At Little Egg Harbor’s Great Bay Business Park in a beige aluminum warehouse with red awning lies PINELANDS BREWING COMPANY,  a nanobrewery looking to expand to a 7-barrel brew system by May 2016. Presently, Pinelands raw space contains an office area, brew tank room and tap room (with slate-topped bar, picnic table, small community table and green-walled beer bottles).

Brewmaster Jason Chapman utilizes exquisite locally sourced water to craft an ever-changing lineup of well-rounded brews. As of my April ’16 one-hour stopover, Chapman’s already created 30-plus elixirs in a few months.

Two fine flagship beers initially caught my senses. Easygoing Pitch Pine Pale Ale brought lemony orange tang to mild leafy hop pungency, subtle pine resin and wispy herbal restraint. Bright ‘n lively Evergreen IPA bettered Pitch Pine with its crisper clean-watered minerality underlining juicy grapefruit-peeled orange rind bittering and woody dry-hopped astringency.

Smoked rye malts and peppery nuances gave Rye Nugget Pale Ale a certain uniqueness as its carbolic spritz tickled the nose while the diacetyl vegetal tinge never seemed out of place. Coming on like a beefed-up amber ale, perhaps, Sharpshooter IPA provided an apricot tea-like sweetness for caramel malts, leafy hops, dewy peat and dried fig.

Gathering spiced yellow fruiting, caramelized pilsner malts and grassy hops, Bueno Con Taco (a moderate-bodied lager) must’ve been made to go alongside simple Mexican dishes since it’s light flavor doesn’t overwhelm snack foods.

Great Bay IRA (Imperial Red Ale) softened its sharp grapefruit-seeded orange rind hop pining and black tea-like bittering with caramel-roasted amber malt sweetness, tangy peach-apple-grape conflux and crisp tobacco respite.

Perhaps my personal fave, Evan John Porter, let toffee-spiced vanilla bean sweetness pick up sugared coffee, Kahlua, caramel latte, hazelnut, cappuccino and Coca-Cola tones above its dewy earthen base.

Not to be outdone, Zero Shuck Oyster Stout provided creamy oyster-shelled sinew for its black patent-malted dark chocolate, cocoa bean and vanilla overtones and bitter French-roast coffee sedation.

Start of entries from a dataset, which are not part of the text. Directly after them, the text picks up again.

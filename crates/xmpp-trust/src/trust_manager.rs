// Copyright 2024 The Matrix.org Foundation C.I.C.
//
// Licensed under the Apache License, Version 2.0 (the "License");
// you may not use this file except in compliance with the License.
// You may obtain a copy of the License at
//
//     http://www.apache.org/licenses/LICENSE-2.0
//
// Unless required by applicable law or agreed to in writing, software
// distributed under the License is distributed on an "AS IS" BASIS,
// WITHOUT WARRANTIES OR CONDITIONS OF ANY KIND, either express or implied.
// See the License for the specific language governing permissions and
// limitations under the License.

use std::{
    collections::{BTreeMap, HashMap},
    future,
    sync::Arc,
};

use futures_core::Stream;
use futures_util::StreamExt;
use tokio::sync::{broadcast, Mutex, OwnedMutexGuard};
use tokio_stream::wrappers::{errors::BroadcastStreamRecvError, BroadcastStream};
use tracing::{debug, instrument, warn};
use xmpp_trust_common::locks::Mutex as StdMutex;

use crate::{
    store::{IntoTrustStorage, KeysByTrustLevel, Result, TrustLevelsByOwner, TrustStorage},
    types::{KeyId, KeysByOwner, SecurityPolicy, TrustLevel, TrustLevels},
};

/// Keys whose trust levels changed, grouped by the namespace of their
/// encryption protocol and by their owner.
pub type TrustLevelsChanged = BTreeMap<String, KeysByOwner>;

/// One async lock per encryption namespace.
///
/// Mutations of the trust data of a namespace are serialized through its
/// lock, different namespaces don't block each other.
#[derive(Debug, Default)]
pub(crate) struct NamespaceLocks {
    locks: StdMutex<HashMap<String, Arc<Mutex<()>>>>,
}

impl NamespaceLocks {
    pub(crate) async fn lock(&self, encryption: &str) -> OwnedMutexGuard<()> {
        let lock = self.locks.lock().entry(encryption.to_owned()).or_default().clone();
        lock.lock_owned().await
    }
}

#[derive(Debug)]
struct TrustManagerInner {
    store: Arc<dyn TrustStorage>,
    locks: NamespaceLocks,
    /// The sender side of a broadcast stream that is notified whenever the
    /// trust level of a key changes.
    trust_levels_changed_sender: broadcast::Sender<TrustLevelsChanged>,
}

/// Manages the trust levels of end-to-end encryption keys.
///
/// The `TrustManager` is a thin layer over a [`TrustStorage`]. It serializes
/// the modifications per encryption namespace and notifies listeners of
/// [`TrustManager::trust_levels_changed_stream()`] about keys whose trust
/// level changed.
#[derive(Clone, Debug)]
pub struct TrustManager {
    inner: Arc<TrustManagerInner>,
}

impl TrustManager {
    /// Create a new `TrustManager` on top of the given store.
    pub fn new(store: impl IntoTrustStorage) -> Self {
        let trust_levels_changed_sender = broadcast::Sender::new(10);

        Self {
            inner: Arc::new(TrustManagerInner {
                store: store.into_trust_storage(),
                locks: NamespaceLocks::default(),
                trust_levels_changed_sender,
            }),
        }
    }

    /// The store this manager operates on.
    pub fn store(&self) -> &Arc<dyn TrustStorage> {
        &self.inner.store
    }

    pub(crate) fn locks(&self) -> &NamespaceLocks {
        &self.inner.locks
    }

    /// Set the security policy of an encryption protocol.
    pub async fn set_security_policy(
        &self,
        encryption: &str,
        policy: SecurityPolicy,
    ) -> Result<()> {
        let _guard = self.locks().lock(encryption).await;
        self.inner.store.set_security_policy(encryption, policy).await
    }

    /// Reset the security policy of an encryption protocol.
    pub async fn reset_security_policy(&self, encryption: &str) -> Result<()> {
        let _guard = self.locks().lock(encryption).await;
        self.inner.store.reset_security_policy(encryption).await
    }

    /// Get the security policy of an encryption protocol.
    pub async fn security_policy(&self, encryption: &str) -> Result<SecurityPolicy> {
        self.inner.store.security_policy(encryption).await
    }

    /// Store the ID of the own key.
    pub async fn set_own_key(&self, encryption: &str, key_id: KeyId) -> Result<()> {
        let _guard = self.locks().lock(encryption).await;
        self.inner.store.set_own_key(encryption, key_id).await
    }

    /// Forget the ID of the own key.
    pub async fn reset_own_key(&self, encryption: &str) -> Result<()> {
        let _guard = self.locks().lock(encryption).await;
        self.inner.store.reset_own_key(encryption).await
    }

    /// Get the ID of the own key.
    pub async fn own_key(&self, encryption: &str) -> Result<Option<KeyId>> {
        self.inner.store.own_key(encryption).await
    }

    /// Add keys of a key owner with the given trust level.
    ///
    /// No change notification is sent, newly discovered keys aren't trust
    /// decisions.
    pub async fn add_keys(
        &self,
        encryption: &str,
        owner_jid: &str,
        key_ids: &[KeyId],
        trust_level: TrustLevel,
    ) -> Result<()> {
        let _guard = self.locks().lock(encryption).await;
        self.inner.store.add_keys(encryption, owner_jid, key_ids, trust_level).await
    }

    /// Remove keys by their IDs.
    pub async fn remove_keys(&self, encryption: &str, key_ids: &[KeyId]) -> Result<()> {
        let _guard = self.locks().lock(encryption).await;
        self.inner.store.remove_keys(encryption, key_ids).await
    }

    /// Remove all keys of a key owner.
    pub async fn remove_keys_of_owner(&self, encryption: &str, owner_jid: &str) -> Result<()> {
        let _guard = self.locks().lock(encryption).await;
        self.inner.store.remove_keys_of_owner(encryption, owner_jid).await
    }

    /// Remove all keys of an encryption protocol.
    pub async fn remove_all_keys(&self, encryption: &str) -> Result<()> {
        let _guard = self.locks().lock(encryption).await;
        self.inner.store.remove_all_keys(encryption).await
    }

    /// Get the keys with the given trust levels, an empty set means all
    /// levels.
    pub async fn keys(
        &self,
        encryption: &str,
        trust_levels: TrustLevels,
    ) -> Result<KeysByTrustLevel> {
        self.inner.store.keys(encryption, trust_levels).await
    }

    /// Get the keys of the given owners, an empty list means all owners.
    pub async fn keys_of_owners(
        &self,
        encryption: &str,
        owner_jids: &[String],
        trust_levels: TrustLevels,
    ) -> Result<TrustLevelsByOwner> {
        self.inner.store.keys_of_owners(encryption, owner_jids, trust_levels).await
    }

    /// Does the key owner have a key with one of the given trust levels.
    pub async fn has_key(
        &self,
        encryption: &str,
        owner_jid: &str,
        trust_levels: TrustLevels,
    ) -> Result<bool> {
        self.inner.store.has_key(encryption, owner_jid, trust_levels).await
    }

    /// Set the trust level of keys.
    ///
    /// Listeners are notified about the keys whose trust level changed.
    pub async fn set_trust_level(
        &self,
        encryption: &str,
        keys: &KeysByOwner,
        trust_level: TrustLevel,
    ) -> Result<KeysByOwner> {
        let _guard = self.locks().lock(encryption).await;
        self.set_trust_level_unlocked(encryption, keys, trust_level).await
    }

    /// Move the keys of the given owners from one trust level to another.
    ///
    /// Listeners are notified about the keys whose trust level changed.
    pub async fn set_trust_level_of_owners(
        &self,
        encryption: &str,
        owner_jids: &[String],
        old_trust_level: TrustLevel,
        new_trust_level: TrustLevel,
    ) -> Result<KeysByOwner> {
        let _guard = self.locks().lock(encryption).await;
        self.set_trust_level_of_owners_unlocked(
            encryption,
            owner_jids,
            old_trust_level,
            new_trust_level,
        )
        .await
    }

    /// Get the trust level of a key.
    pub async fn trust_level(
        &self,
        encryption: &str,
        owner_jid: &str,
        key_id: &KeyId,
    ) -> Result<TrustLevel> {
        self.inner.store.trust_level(encryption, owner_jid, key_id).await
    }

    /// Remove all the trust data of an encryption protocol.
    pub async fn reset_all(&self, encryption: &str) -> Result<()> {
        let _guard = self.locks().lock(encryption).await;
        self.inner.store.reset_all(encryption).await
    }

    /// Receive notifications about keys whose trust level changed as a
    /// [`Stream`].
    ///
    /// Every call to [`TrustManager::set_trust_level()`] or
    /// [`TrustManager::set_trust_level_of_owners()`] that changed at least one
    /// key produces one item. Keys set by the ATM engine are reported as well.
    ///
    /// If the reader of the stream lags too far behind, a warning will be
    /// logged and items will be dropped.
    pub fn trust_levels_changed_stream(&self) -> impl Stream<Item = TrustLevelsChanged> + use<> {
        let stream = BroadcastStream::new(self.inner.trust_levels_changed_sender.subscribe());

        stream.filter_map(|result| {
            future::ready(match result {
                Ok(changes) => Some(changes),
                Err(BroadcastStreamRecvError::Lagged(lag)) => {
                    warn!("trust_levels_changed_stream missed {lag} updates");
                    None
                }
            })
        })
    }

    /// [`TrustManager::set_trust_level()`] for callers already holding the
    /// namespace lock.
    #[instrument(skip(self, keys))]
    pub(crate) async fn set_trust_level_unlocked(
        &self,
        encryption: &str,
        keys: &KeysByOwner,
        trust_level: TrustLevel,
    ) -> Result<KeysByOwner> {
        let changed = self.inner.store.set_trust_level(encryption, keys, trust_level).await?;
        self.notify_changes(encryption, &changed);
        Ok(changed)
    }

    /// [`TrustManager::set_trust_level_of_owners()`] for callers already
    /// holding the namespace lock.
    #[instrument(skip(self))]
    pub(crate) async fn set_trust_level_of_owners_unlocked(
        &self,
        encryption: &str,
        owner_jids: &[String],
        old_trust_level: TrustLevel,
        new_trust_level: TrustLevel,
    ) -> Result<KeysByOwner> {
        let changed = self
            .inner
            .store
            .set_trust_level_of_owners(encryption, owner_jids, old_trust_level, new_trust_level)
            .await?;
        self.notify_changes(encryption, &changed);
        Ok(changed)
    }

    fn notify_changes(&self, encryption: &str, changed: &KeysByOwner) {
        if changed.is_empty() {
            return;
        }

        debug!(?changed, "Trust levels changed");

        let changes = TrustLevelsChanged::from([(encryption.to_owned(), changed.clone())]);
        // A send error only means that nobody is listening.
        let _ = self.inner.trust_levels_changed_sender.send(changes);
    }
}
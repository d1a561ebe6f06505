// Copyright 2024 The Matrix.org Foundation C.I.C.
//
// Licensed under the Apache License, Version 2.0 (the "License");
// you may not use this file except in compliance with the License.
// You may obtain a copy of the License at
//
//     http://www.apache.org/licenses/LICENSE-2.0
//
// Unless required by applicable law or agreed to in writing, software
// distributed under the License is distributed on an "AS IS" BASIS,
// WITHOUT WARRANTIES OR CONDITIONS OF ANY KIND, either express or implied.
// See the License for the specific language governing permissions and
// limitations under the License.

//! Types and traits to implement the storage layer for the [`TrustManager`]
//! and the [`AtmManager`].
//!
//! All the trust data is partitioned by the namespace of the encryption
//! protocol the keys belong to. An in-memory only store is provided, a
//! persistent one can be plugged in by implementing [`TrustStorage`] and
//! [`AtmTrustStorage`].
//!
//! ```
//! # use std::sync::Arc;
//! # use xmpp_trust::store::{MemoryStore, TrustStorage};
//! # use xmpp_trust::{KeyId, TrustLevel, NS_OMEMO_2};
//! # tokio::runtime::Builder::new_current_thread().build().unwrap().block_on(async {
//! let store = Arc::new(MemoryStore::new());
//!
//! let key_id = KeyId::from(b"key");
//! store
//!     .add_keys(NS_OMEMO_2, "alice@example.org", &[key_id], TrustLevel::Authenticated)
//!     .await?;
//!
//! let level = store.trust_level(NS_OMEMO_2, "alice@example.org", &KeyId::from(b"key")).await?;
//! assert_eq!(level, TrustLevel::Authenticated);
//! # Ok::<(), xmpp_trust::store::TrustStoreError>(())
//! # });
//! ```
//!
//! [`TrustManager`]: crate::TrustManager
//! [`AtmManager`]: crate::AtmManager

use std::{collections::BTreeMap, error::Error};

use serde::{Deserialize, Serialize};
use thiserror::Error;

use crate::types::{KeyId, KeysByOwner, TrustLevel};

#[cfg(any(test, feature = "testing"))]
#[macro_use]
#[allow(missing_docs)]
pub mod integration_tests;

mod memorystore;
mod traits;

pub use memorystore::MemoryStore;
pub use traits::{AtmTrustStorage, IntoAtmTrustStorage, IntoTrustStorage, TrustStorage};

/// Trust storage specific error type.
#[derive(Debug, Error)]
pub enum TrustStoreError {
    /// An error happened in the underlying database backend.
    #[error(transparent)]
    Backend(Box<dyn Error + Send + Sync>),
}

impl TrustStoreError {
    /// Create a new [`Backend`][Self::Backend] error.
    ///
    /// Shorthand for `TrustStoreError::Backend(Box::new(error))`.
    #[inline]
    pub fn backend<E>(error: E) -> Self
    where
        E: Error + Send + Sync + 'static,
    {
        Self::Backend(Box::new(error))
    }
}

/// A `TrustStorage` specific result type.
pub type Result<T, E = TrustStoreError> = std::result::Result<T, E>;

/// Stored keys grouped by their trust level.
pub type KeysByTrustLevel = BTreeMap<TrustLevel, KeysByOwner>;

/// Bare JIDs of key owners mapped to their keys and the trust levels of those.
pub type TrustLevelsByOwner = BTreeMap<String, BTreeMap<KeyId, TrustLevel>>;

/// The keys of postponed trust decisions, split by the decision that will be
/// made once the sender key of the decision is authenticated.
#[derive(Clone, Debug, Default, PartialEq, Eq, Serialize, Deserialize)]
pub struct PostponedTrustDecisions {
    /// The keys that will be authenticated.
    pub trusted: KeysByOwner,
    /// The keys that will be distrusted.
    pub distrusted: KeysByOwner,
}

impl PostponedTrustDecisions {
    /// Are there no postponed decisions at all.
    pub fn is_empty(&self) -> bool {
        self.trusted.is_empty() && self.distrusted.is_empty()
    }
}
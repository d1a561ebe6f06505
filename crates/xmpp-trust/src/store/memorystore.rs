// Copyright 2024 The Matrix.org Foundation C.I.C.
//
// Licensed under the Apache License, Version 2.0 (the "License");
// you may not use this file except in compliance with the License.
// You may obtain a copy of the License at
//
//     http://www.apache.org/licenses/LICENSE-2.0
//
// Unless required by applicable law or agreed to in writing, software
// distributed under the License is distributed on an "AS IS" BASIS,
// WITHOUT WARRANTIES OR CONDITIONS OF ANY KIND, either express or implied.
// See the License for the specific language governing permissions and
// limitations under the License.

use std::collections::{BTreeMap, HashMap};

use async_trait::async_trait;
use xmpp_trust_common::locks::RwLock as StdRwLock;

use super::{
    AtmTrustStorage, KeysByTrustLevel, PostponedTrustDecisions, Result, TrustLevelsByOwner,
    TrustStorage,
};
use crate::{
    trust_message::KeyOwner,
    types::{insert_key, KeyId, KeysByOwner, SecurityPolicy, TrustLevel, TrustLevels},
};

/// Map of owner JID to map of key ID to trust level.
type KeyMap = BTreeMap<String, BTreeMap<KeyId, TrustLevel>>;

/// A postponed trust decision is unique per key, key owner and sender key.
#[derive(Clone, Debug, PartialEq, Eq, PartialOrd, Ord)]
struct PostponedKey {
    key_id: KeyId,
    owner_jid: String,
    sender_key_id: KeyId,
}

/// An in-memory only store that will forget all the trust data once it's
/// dropped.
#[derive(Default, Debug)]
pub struct MemoryStore {
    security_policies: StdRwLock<HashMap<String, SecurityPolicy>>,
    own_keys: StdRwLock<HashMap<String, KeyId>>,
    // Map of encryption to map of owner JID to map of key ID to trust level
    keys: StdRwLock<HashMap<String, KeyMap>>,
    // Map of encryption to postponed decision to the trust flag of the decision
    postponed_keys: StdRwLock<HashMap<String, BTreeMap<PostponedKey, bool>>>,
}

impl MemoryStore {
    /// Create a new empty `MemoryStore`.
    pub fn new() -> Self {
        Self::default()
    }

    fn update_level(
        keys: &mut KeyMap,
        owner_jid: &str,
        key_id: &KeyId,
        trust_level: TrustLevel,
    ) -> bool {
        if trust_level == TrustLevel::Undecided {
            let Some(owner_keys) = keys.get_mut(owner_jid) else {
                return false;
            };

            let removed = owner_keys.remove(key_id).is_some();

            if owner_keys.is_empty() {
                keys.remove(owner_jid);
            }

            removed
        } else {
            let previous = keys
                .entry(owner_jid.to_owned())
                .or_default()
                .insert(key_id.clone(), trust_level);

            previous != Some(trust_level)
        }
    }
}

#[cfg_attr(target_family = "wasm", async_trait(?Send))]
#[cfg_attr(not(target_family = "wasm"), async_trait)]
impl TrustStorage for MemoryStore {
    async fn set_security_policy(&self, encryption: &str, policy: SecurityPolicy) -> Result<()> {
        let mut policies = self.security_policies.write();

        if policy == SecurityPolicy::NoSecurityPolicy {
            policies.remove(encryption);
        } else {
            policies.insert(encryption.to_owned(), policy);
        }

        Ok(())
    }

    async fn reset_security_policy(&self, encryption: &str) -> Result<()> {
        self.security_policies.write().remove(encryption);
        Ok(())
    }

    async fn security_policy(&self, encryption: &str) -> Result<SecurityPolicy> {
        Ok(self.security_policies.read().get(encryption).copied().unwrap_or_default())
    }

    async fn set_own_key(&self, encryption: &str, key_id: KeyId) -> Result<()> {
        self.own_keys.write().insert(encryption.to_owned(), key_id);
        Ok(())
    }

    async fn reset_own_key(&self, encryption: &str) -> Result<()> {
        self.own_keys.write().remove(encryption);
        Ok(())
    }

    async fn own_key(&self, encryption: &str) -> Result<Option<KeyId>> {
        Ok(self.own_keys.read().get(encryption).cloned())
    }

    async fn add_keys(
        &self,
        encryption: &str,
        owner_jid: &str,
        key_ids: &[KeyId],
        trust_level: TrustLevel,
    ) -> Result<()> {
        let mut keys = self.keys.write();
        let keys = keys.entry(encryption.to_owned()).or_default();

        for key_id in key_ids {
            Self::update_level(keys, owner_jid, key_id, trust_level);
        }

        Ok(())
    }

    async fn remove_keys(&self, encryption: &str, key_ids: &[KeyId]) -> Result<()> {
        if let Some(keys) = self.keys.write().get_mut(encryption) {
            keys.retain(|_, owner_keys| {
                owner_keys.retain(|key_id, _| !key_ids.contains(key_id));
                !owner_keys.is_empty()
            });
        }

        Ok(())
    }

    async fn remove_keys_of_owner(&self, encryption: &str, owner_jid: &str) -> Result<()> {
        if let Some(keys) = self.keys.write().get_mut(encryption) {
            keys.remove(owner_jid);
        }

        Ok(())
    }

    async fn remove_all_keys(&self, encryption: &str) -> Result<()> {
        self.keys.write().remove(encryption);
        Ok(())
    }

    async fn keys(&self, encryption: &str, trust_levels: TrustLevels) -> Result<KeysByTrustLevel> {
        let mut result = KeysByTrustLevel::new();

        if let Some(keys) = self.keys.read().get(encryption) {
            for (owner_jid, owner_keys) in keys {
                for (key_id, trust_level) in owner_keys {
                    if trust_level.matches(trust_levels) {
                        insert_key(
                            result.entry(*trust_level).or_default(),
                            owner_jid,
                            key_id.clone(),
                        );
                    }
                }
            }
        }

        Ok(result)
    }

    async fn keys_of_owners(
        &self,
        encryption: &str,
        owner_jids: &[String],
        trust_levels: TrustLevels,
    ) -> Result<TrustLevelsByOwner> {
        let mut result = TrustLevelsByOwner::new();

        if let Some(keys) = self.keys.read().get(encryption) {
            let owners = keys
                .iter()
                .filter(|(owner_jid, _)| owner_jids.is_empty() || owner_jids.contains(*owner_jid));

            for (owner_jid, owner_keys) in owners {
                let matching: BTreeMap<_, _> = owner_keys
                    .iter()
                    .filter(|(_, trust_level)| trust_level.matches(trust_levels))
                    .map(|(key_id, trust_level)| (key_id.clone(), *trust_level))
                    .collect();

                if !matching.is_empty() {
                    result.insert(owner_jid.clone(), matching);
                }
            }
        }

        Ok(result)
    }

    async fn has_key(
        &self,
        encryption: &str,
        owner_jid: &str,
        trust_levels: TrustLevels,
    ) -> Result<bool> {
        Ok(self
            .keys
            .read()
            .get(encryption)
            .and_then(|keys| keys.get(owner_jid))
            .is_some_and(|owner_keys| {
                owner_keys.values().any(|trust_level| trust_level.matches(trust_levels))
            }))
    }

    async fn set_trust_level(
        &self,
        encryption: &str,
        keys: &KeysByOwner,
        trust_level: TrustLevel,
    ) -> Result<KeysByOwner> {
        let mut changed = KeysByOwner::new();
        let mut stored = self.keys.write();
        let stored = stored.entry(encryption.to_owned()).or_default();

        for (owner_jid, key_ids) in keys {
            for key_id in key_ids {
                if Self::update_level(stored, owner_jid, key_id, trust_level) {
                    insert_key(&mut changed, owner_jid, key_id.clone());
                }
            }
        }

        Ok(changed)
    }

    async fn set_trust_level_of_owners(
        &self,
        encryption: &str,
        owner_jids: &[String],
        old_trust_level: TrustLevel,
        new_trust_level: TrustLevel,
    ) -> Result<KeysByOwner> {
        let mut changed = KeysByOwner::new();

        if old_trust_level == new_trust_level {
            return Ok(changed);
        }

        let mut stored = self.keys.write();
        let Some(stored) = stored.get_mut(encryption) else {
            return Ok(changed);
        };

        for owner_jid in owner_jids {
            let matching: Vec<KeyId> = stored
                .get(owner_jid)
                .into_iter()
                .flatten()
                .filter(|(_, trust_level)| **trust_level == old_trust_level)
                .map(|(key_id, _)| key_id.clone())
                .collect();

            for key_id in matching {
                if Self::update_level(stored, owner_jid, &key_id, new_trust_level) {
                    insert_key(&mut changed, owner_jid, key_id);
                }
            }
        }

        Ok(changed)
    }

    async fn trust_level(
        &self,
        encryption: &str,
        owner_jid: &str,
        key_id: &KeyId,
    ) -> Result<TrustLevel> {
        Ok(self
            .keys
            .read()
            .get(encryption)
            .and_then(|keys| keys.get(owner_jid))
            .and_then(|owner_keys| owner_keys.get(key_id))
            .copied()
            .unwrap_or_default())
    }

    async fn reset_all(&self, encryption: &str) -> Result<()> {
        self.security_policies.write().remove(encryption);
        self.own_keys.write().remove(encryption);
        self.keys.write().remove(encryption);
        self.postponed_keys.write().remove(encryption);

        Ok(())
    }
}

#[cfg_attr(target_family = "wasm", async_trait(?Send))]
#[cfg_attr(not(target_family = "wasm"), async_trait)]
impl AtmTrustStorage for MemoryStore {
    async fn add_keys_for_postponed_trust_decisions(
        &self,
        encryption: &str,
        sender_key_id: &KeyId,
        key_owners: &[KeyOwner],
    ) -> Result<()> {
        let mut postponed = self.postponed_keys.write();
        let postponed = postponed.entry(encryption.to_owned()).or_default();

        for key_owner in key_owners {
            let decisions = key_owner
                .trusted_keys()
                .iter()
                .map(|key_id| (key_id, true))
                .chain(key_owner.distrusted_keys().iter().map(|key_id| (key_id, false)));

            for (key_id, trust) in decisions {
                let key = PostponedKey {
                    key_id: key_id.clone(),
                    owner_jid: key_owner.jid().to_owned(),
                    sender_key_id: sender_key_id.clone(),
                };

                postponed.insert(key, trust);
            }
        }

        Ok(())
    }

    async fn remove_keys_for_postponed_trust_decisions(
        &self,
        encryption: &str,
        key_ids_for_authentication: &[KeyId],
        key_ids_for_distrusting: &[KeyId],
    ) -> Result<()> {
        if let Some(postponed) = self.postponed_keys.write().get_mut(encryption) {
            postponed.retain(|key, trust| {
                let key_ids =
                    if *trust { key_ids_for_authentication } else { key_ids_for_distrusting };
                !key_ids.contains(&key.key_id)
            });
        }

        Ok(())
    }

    async fn remove_keys_for_postponed_trust_decisions_by_sender(
        &self,
        encryption: &str,
        sender_key_ids: &[KeyId],
    ) -> Result<()> {
        if let Some(postponed) = self.postponed_keys.write().get_mut(encryption) {
            postponed.retain(|key, _| !sender_key_ids.contains(&key.sender_key_id));
        }

        Ok(())
    }

    async fn remove_all_keys_for_postponed_trust_decisions(&self, encryption: &str) -> Result<()> {
        self.postponed_keys.write().remove(encryption);
        Ok(())
    }

    async fn keys_for_postponed_trust_decisions(
        &self,
        encryption: &str,
        sender_key_ids: &[KeyId],
    ) -> Result<PostponedTrustDecisions> {
        let mut decisions = PostponedTrustDecisions::default();

        if let Some(postponed) = self.postponed_keys.read().get(encryption) {
            let matching = postponed.iter().filter(|(key, _)| {
                sender_key_ids.is_empty() || sender_key_ids.contains(&key.sender_key_id)
            });

            for (key, trust) in matching {
                let keys =
                    if *trust { &mut decisions.trusted } else { &mut decisions.distrusted };
                insert_key(keys, &key.owner_jid, key.key_id.clone());
            }
        }

        Ok(decisions)
    }
}

#[cfg(test)]
mod tests {
    use super::MemoryStore;

    async fn get_store() -> MemoryStore {
        MemoryStore::new()
    }

    trust_store_integration_tests!();
}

On early March ’22 stopover, snow came down as I indulged in a few more Pinelands libations.

Thin cream ale, Raspberry Jam, found soapy raspberry chalkiness lingering lightly in salty lemon-hopped astringency.

Juicy tropical fruited floral spicing and dry pine resin indulged Imperial IPA, Tucker’s Beacon, unfurling sunny grapefruit, pineapple, peach, orange and tangerine tanginess upon sugared pale malting.

Nitrogenated Evan John Porter added coffee-roasted cocoa bittering to tarry chocolate malting and molasses-draped toffee spicing.

Milk-sugared coffee and dark chocolate syrup graced Cockeyed Milk Stout, leaving wood-seared hops to buttress its molasses oats bottom.

Bettering all of ‘em, Gnarly Pine Barrel-Aged Barleywine let caramelized bourbon vanilla drape brown chocolate sweetness, whiskeyed Scotch warmth and toffee-spiced dried fruiting.